I've worked with many coders without CS degrees, it's hell dealing with their code. Nobody ever taught them how to approach code and logic problems in general. They don't know algorithms or data structures that are optimal for a particular problem -- lists vs sets and such. I have to explain to all these people why they should be using one over another.
Then there's the problem of performance. They have no idea when they're creating a complexity that is delaying their exit or entry.
Then there's concurrency. Forget a self-taught user knowing the first thing about that. I had to explain concurrency and why a junior dev had to use a callback instead of attempting to run code as if it was blocking code.
I had to explain blocking.
One thing I know I can expect from someone with a CS degree is that they know all those things and have applied them to their language of choice... maybe.
People without a degree have large holes in their understanding of systems in general. In CS, they teach you what computing is. They teach you how processors work and how the OS operates -- and you have to code a simple OS that schedules requests. I even took an assembler course to understand at the lowest level how the chip operates with instructions.

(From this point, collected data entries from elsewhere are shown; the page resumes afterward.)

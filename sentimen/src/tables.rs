//! Normalization dictionary and stopword set used by the preprocessor.

use hashbrown::{HashMap, HashSet};

use crate::errors::{Result, SentimenError};

/// Mapping from informal words to their canonical forms.
///
/// Keys are case-folded when the table is built; lookups are exact matches against
/// already lowercased words. A canonical form may contain several space-separated words.
#[derive(Clone, Debug, Default)]
pub struct NormalizationTable {
    map: HashMap<String, String>,
}

impl NormalizationTable {
    /// Creates a new table.
    ///
    /// # Arguments
    ///
    /// * `pairs` - Pairs of an informal word and its canonical form.
    ///
    /// # Errors
    ///
    /// [`SentimenError::InvalidArgument`] is returned when two entries share the same key
    /// after case folding.
    pub fn new<I, K, V>(pairs: I) -> Result<Self>
    where
        I: IntoIterator<Item = (K, V)>,
        K: AsRef<str>,
        V: Into<String>,
    {
        let mut map = HashMap::new();
        for (informal, canonical) in pairs {
            let informal = informal.as_ref().to_lowercase();
            if map.contains_key(&informal) {
                return Err(SentimenError::invalid_argument(
                    "pairs",
                    format!("duplicated entry: {}", informal),
                ));
            }
            map.insert(informal, canonical.into());
        }
        Ok(Self { map })
    }

    /// Returns the canonical form of `word`.
    #[inline]
    pub fn get(&self, word: &str) -> Option<&str> {
        self.map.get(word).map(String::as_str)
    }

    pub fn len(&self) -> usize {
        self.map.len()
    }

    pub fn is_empty(&self) -> bool {
        self.map.is_empty()
    }

    pub fn iter(&self) -> impl Iterator<Item = (&str, &str)> {
        self.map.iter().map(|(k, v)| (k.as_str(), v.as_str()))
    }
}

/// Set of words discarded after normalization.
#[derive(Clone, Debug, Default)]
pub struct StopwordSet {
    words: HashSet<String>,
}

impl StopwordSet {
    /// Creates a new set. Words are case-folded.
    pub fn new<I, S>(words: I) -> Self
    where
        I: IntoIterator<Item = S>,
        S: AsRef<str>,
    {
        Self {
            words: words.into_iter().map(|w| w.as_ref().to_lowercase()).collect(),
        }
    }

    #[inline]
    pub fn contains(&self, word: &str) -> bool {
        self.words.contains(word)
    }

    pub fn len(&self) -> usize {
        self.words.len()
    }

    pub fn is_empty(&self) -> bool {
        self.words.is_empty()
    }

    pub fn iter(&self) -> impl Iterator<Item = &str> {
        self.words.iter().map(String::as_str)
    }
}

#[cfg(test)]
mod tests {
    use super::*;

    #[test]
    fn test_table_folds_keys() {
        let table = NormalizationTable::new([("YG", "yang"), ("gpp", "tidak apa apa")]).unwrap();
        assert_eq!(Some("yang"), table.get("yg"));
        assert_eq!(None, table.get("YG"));
        assert_eq!(Some("tidak apa apa"), table.get("gpp"));
        assert_eq!(2, table.len());
    }

    #[test]
    fn test_table_duplicated_key() {
        assert!(NormalizationTable::new([("gk", "tidak"), ("GK", "enggak")]).is_err());
    }

    #[test]
    fn test_stopwords() {
        let stopwords = StopwordSet::new(["Yang", "di"]);
        assert!(stopwords.contains("yang"));
        assert!(stopwords.contains("di"));
        assert!(!stopwords.contains("program"));
        assert_eq!(2, stopwords.len());
    }
}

Yes, you get get by with some self-teaching, but only for a narrow set of problems. You may bet jobs being self taught. But the person with the CS degree will have an edge in understanding.
The first thing I do when I get hired is I immediately inspect the code base for hard-coded paths. I've never inspected any company code that didn't have paths embedded in code. That's the sign of either a lack of experience or education. We had a DNS change on a root path at one company (new server). We mostly found the hard-coded paths on the server but we had some random machines which were mission-critical with hard-coded server paths in config files we had to hunt down.
You don't need a CS degree, but there are certain classes of problems which you won't understand without it -- ones that require an understanding of floating point math and mathematical problems.
@@michaeldavid6832 I think you’re trying to justify your degree here. There are tons of self taught developers who are not only good but better than people with masters. If you haven’t seen it, you probably haven’t been in the industry long enough or only worked at one job the entire time
@@michaeldavid6832 I've been at several jobs where cs grads had shit code as well. I've even seen cs grads have absolutely no idea what git was or even how to approach learning git. One of them had no idea what a compiler was. DSA is one thing. Knowing how to use basic tools is another. Some of these kids just passed classes somehow and never paid attention.
The degree isn't the issue. It's been proven time and time again. If it were the the degree, then top companies straight up wouldn't hire them.
It's the individual. Plenty of smart people with and without degrees. Blame the company for not vetting their applicants well enough I guess.
@@atomikg not in this market anymore
@@angeld4746 If I wanted to justify a degree, I'd make an appeal to credentials. My student loans didn't break my back.
I deliberately chose college instead of self-taught because I wanted scientific rigor -- calculus and all the rest.
I also went to art school but only did 1 year because I knew I could do all that on my own and it requires no special knowledge.
If when you teach yourself, you use the books and exercises a 4 year degree requires, then you can get the same education. But very few people can learn all those topics by themselves. Discrete Math, Calculus, Calculus based physics, numerical methods, operating systems, theory of computing, and on and on.
That rigor prepares you for a broader range of solutions to problems.
If you can study all those topics by yourself, then you have what it takes and you don't need a degree. I know of nobody so rigorous in self-teaching that they would do the same work as someone who was graded to do the work.
🤙🏼
Have you paused the video and noticed how beautiful Catherine is?
Please, please tell me that 32kg kettlebell is not for you!!